Al concluir la carrera de Periodismo en la Universidad de Navarra, consiguió trabajo en Madrid y después en una agencia informativa en Roma, específicamente en el Vaticano. Durante los estudios y mientras trabajaba, siempre estaba vinculada a voluntariados de servicio social, y como catequista. Desde entonces valoraba su profesión como una forma de servicio y un mecanismo para mostrar lo bueno de las personas, defender causas y denunciar injusticias. Sin embargo, llegó un momento en el que escribir sobre lo que otros hacían no le bastaría.
En noviembre Patricia cumplió diez años como Hija de la Caridad. Su camino hasta allí, pasando por Madrid, Roma, Valencia, Zaragoza y que aún no termina, tiene un hilo conductor: alegría que contagia y servicio desinteresado.
—¿Cuándo sintió esa llamada a dejarlo todo?
—Para mí fue un proceso de irme buscando a mí misma a nivel humano y a nivel cristiano. Cuando acabé la carrera me fui a Madrid y fui creciendo profesionalmente. Tenía una guía espiritual en Pamplona, un sacerdote que me acompañaba. Cuando le dije que sentía una necesidad de crecer en mi fe, no solo en conocimientos sino en respuestas me aconsejó que hiciera un discernimiento. Yo no quería limitarme a vivir lo que toca en cada momento: trabajar, escoger pareja, formar una familia… y todo porque toca.
Lo primero que él me preguntó entonces fue: tú, ¿quieres ser cristiana, quieres realmente seguir a Jesús?
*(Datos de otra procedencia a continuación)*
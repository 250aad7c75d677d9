//! Job settings loaded from TOML and overridden from the command line.
//!
//! ```toml
//! tag = "editor"
//! publication_tags = ["article", "book"]
//! k = 10
//! partitions = 16
//! threads = 4
//! combine = "spill:10000"
//! ```
//!
//! Every key is optional; missing keys keep their [`Default`] values.

use crate::error::TallyError;
use crate::extract::PUBLICATION_TAGS;
use crate::runner::{CombinePolicy, ExecMode, Runner};
use anyhow::{Context, Result, bail};
use serde::{Deserialize, Serialize};
use std::fs::read_to_string;
use std::path::Path;

/// Default number of entries kept by the top-K job.
pub const DEFAULT_K: usize = 5;

/// Tunables shared by every job.
#[derive(Clone, Debug, PartialEq, Eq, Serialize, Deserialize)]
#[serde(default, deny_unknown_fields)]
pub struct JobConfig {
    /// Field tag counted by the author-count job.
    pub tag: String,
    /// End tags counted by the publication-count job.
    pub publication_tags: Vec<String>,
    /// Number of entries kept by the top-K job.
    pub k: usize,
    /// Run as one partition on the calling thread.
    pub sequential: bool,
    /// Partition count for parallel runs.
    pub partitions: Option<usize>,
    /// Dedicated worker threads for parallel runs.
    pub threads: Option<usize>,
    pub combine: CombinePolicy,
}

impl Default for JobConfig {
    fn default() -> Self {
        Self {
            tag: "author".to_string(),
            publication_tags: PUBLICATION_TAGS.iter().map(|t| (*t).to_string()).collect(),
            k: DEFAULT_K,
            sequential: false,
            partitions: None,
            threads: None,
            combine: CombinePolicy::default(),
        }
    }
}

impl JobConfig {
    /// Parse a TOML document.
    pub fn from_toml_str(text: &str) -> Result<Self> {
        let config: Self = toml::from_str(text).context("parse job config")?;
        Ok(config)
    }

    /// Read and parse a TOML config file.
    pub fn load(path: &Path) -> Result<Self> {
        let text =
            read_to_string(path).with_context(|| format!("read config {}", path.display()))?;
        Self::from_toml_str(&text).with_context(|| format!("in {}", path.display()))
    }

    /// Reject settings no job could run with.
    pub fn validate(&self) -> Result<()> {
        check_tag(&self.tag)?;
        check_tags(&self.publication_tags)?;
        check_k(self.k)?;
        if self.partitions == Some(0) {
            bail!("partitions must be at least 1");
        }
        if self.threads == Some(0) {
            bail!("threads must be at least 1");
        }
        Ok(())
    }

    /// The runner these settings describe.
    #[must_use]
    pub fn runner(&self) -> Runner {
        let mode = if self.sequential {
            ExecMode::Sequential
        } else {
            ExecMode::Parallel {
                threads: self.threads,
                partitions: self.partitions,
            }
        };
        Runner {
            mode,
            combine: self.combine,
            ..Runner::default()
        }
    }
}

pub(crate) fn check_tags(tags: &[String]) -> Result<()> {
    if tags.is_empty() {
        bail!("publication tags must name at least one tag");
    }
    tags.iter().try_for_each(|t| check_tag(t))
}

pub(crate) fn check_k(k: usize) -> Result<()> {
    if k == 0 {
        return Err(TallyError::CapacityViolation { k }.into());
    }
    Ok(())
}

pub(crate) fn check_tag(tag: &str) -> Result<()> {
    if tag.is_empty() {
        bail!("tag names must not be empty");
    }
    if tag.contains(['<', '>', '/']) {
        bail!("tag name {tag:?} must not contain '<', '>' or '/'");
    }
    Ok(())
}

#[cfg(test)]
mod tests {
    use super::*;

    #[test]
    fn empty_document_is_the_default() -> Result<()> {
        let config = JobConfig::from_toml_str("")?;
        assert_eq!(config, JobConfig::default());
        assert_eq!(config.k, 5);
        assert_eq!(config.tag, "author");
        assert_eq!(
            config.publication_tags,
            vec!["article", "inproceedings", "phdthesis", "masterthesis"]
        );
        config.validate()
    }

    #[test]
    fn every_key_is_read() -> Result<()> {
        let config = JobConfig::from_toml_str(
            r#"
            tag = "editor"
            publication_tags = ["book"]
            k = 3
            sequential = true
            partitions = 7
            threads = 2
            combine = "spill:100"
            "#,
        )?;
        assert_eq!(config.tag, "editor");
        assert_eq!(config.publication_tags, vec!["book"]);
        assert_eq!(config.k, 3);
        assert_eq!(config.partitions, Some(7));
        assert_eq!(config.threads, Some(2));
        assert_eq!(config.combine, CombinePolicy::Spill(100));
        assert_eq!(config.runner().mode, ExecMode::Sequential);
        Ok(())
    }

    #[test]
    fn unknown_keys_and_policies_are_rejected() {
        assert!(JobConfig::from_toml_str("tags = 3").is_err());
        assert!(JobConfig::from_toml_str("combine = \"spill:0\"").is_err());
    }

    #[test]
    fn zero_k_is_a_capacity_violation() {
        let config = JobConfig {
            k: 0,
            ..JobConfig::default()
        };
        let err = config.validate().unwrap_err();
        assert!(matches!(
            err.downcast_ref::<TallyError>(),
            Some(TallyError::CapacityViolation { k: 0 })
        ));
    }

    #[test]
    fn bad_tags_are_rejected() {
        for config in [
            JobConfig {
                tag: String::new(),
                ..JobConfig::default()
            },
            JobConfig {
                tag: "<author>".to_string(),
                ..JobConfig::default()
            },
            JobConfig {
                publication_tags: Vec::new(),
                ..JobConfig::default()
            },
        ] {
            assert!(config.validate().is_err(), "{config:?}");
        }
    }

    #[test]
    fn parallel_runner_carries_partitions_and_threads() {
        let config = JobConfig {
            partitions: Some(4),
            threads: Some(2),
            combine: CombinePolicy::Never,
            ..JobConfig::default()
        };
        let runner = config.runner();
        assert_eq!(
            runner.mode,
            ExecMode::Parallel {
                threads: Some(2),
                partitions: Some(4)
            }
        );
        assert_eq!(runner.combine, CombinePolicy::Never);
    }
}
Me pareció un poco ridícula la pregunta, pues obviamente estaba en ello. Aunque no di más pasos en concreto, fui más consciente de aquella pregunta y de la respuesta, que es un compromiso. Es como abrir una puerta, escuchar que nos llama a seguirle (Jesús) y saber que aquello tiene unas implicaciones personales. La pregunta era si yo estaba dispuesta a abrirme así y a responder.
Una llamada
—¿Cómo se dio cuenta de que el periodismo, la carrera, no le llenaban?
—Siempre me ha importado servir a la Iglesia desde mi profesión, pero cuando trabajaba como periodista sentía que algo me faltaba. El voluntariado me llenaba mucho y no quería que fuera tan solo una parte de mi vida, sino algo fundamental de mi entrega como persona.
Desde que estudié Periodismo lo he visto como un espacio y una manera para cambiar el mundo, descubrir el bien que hacen muchas personas, denunciar injusticias, ofrecer reflexión, en fin, como un ámbito de defensa al vulnerable, que siempre ha sido nuclear para mí.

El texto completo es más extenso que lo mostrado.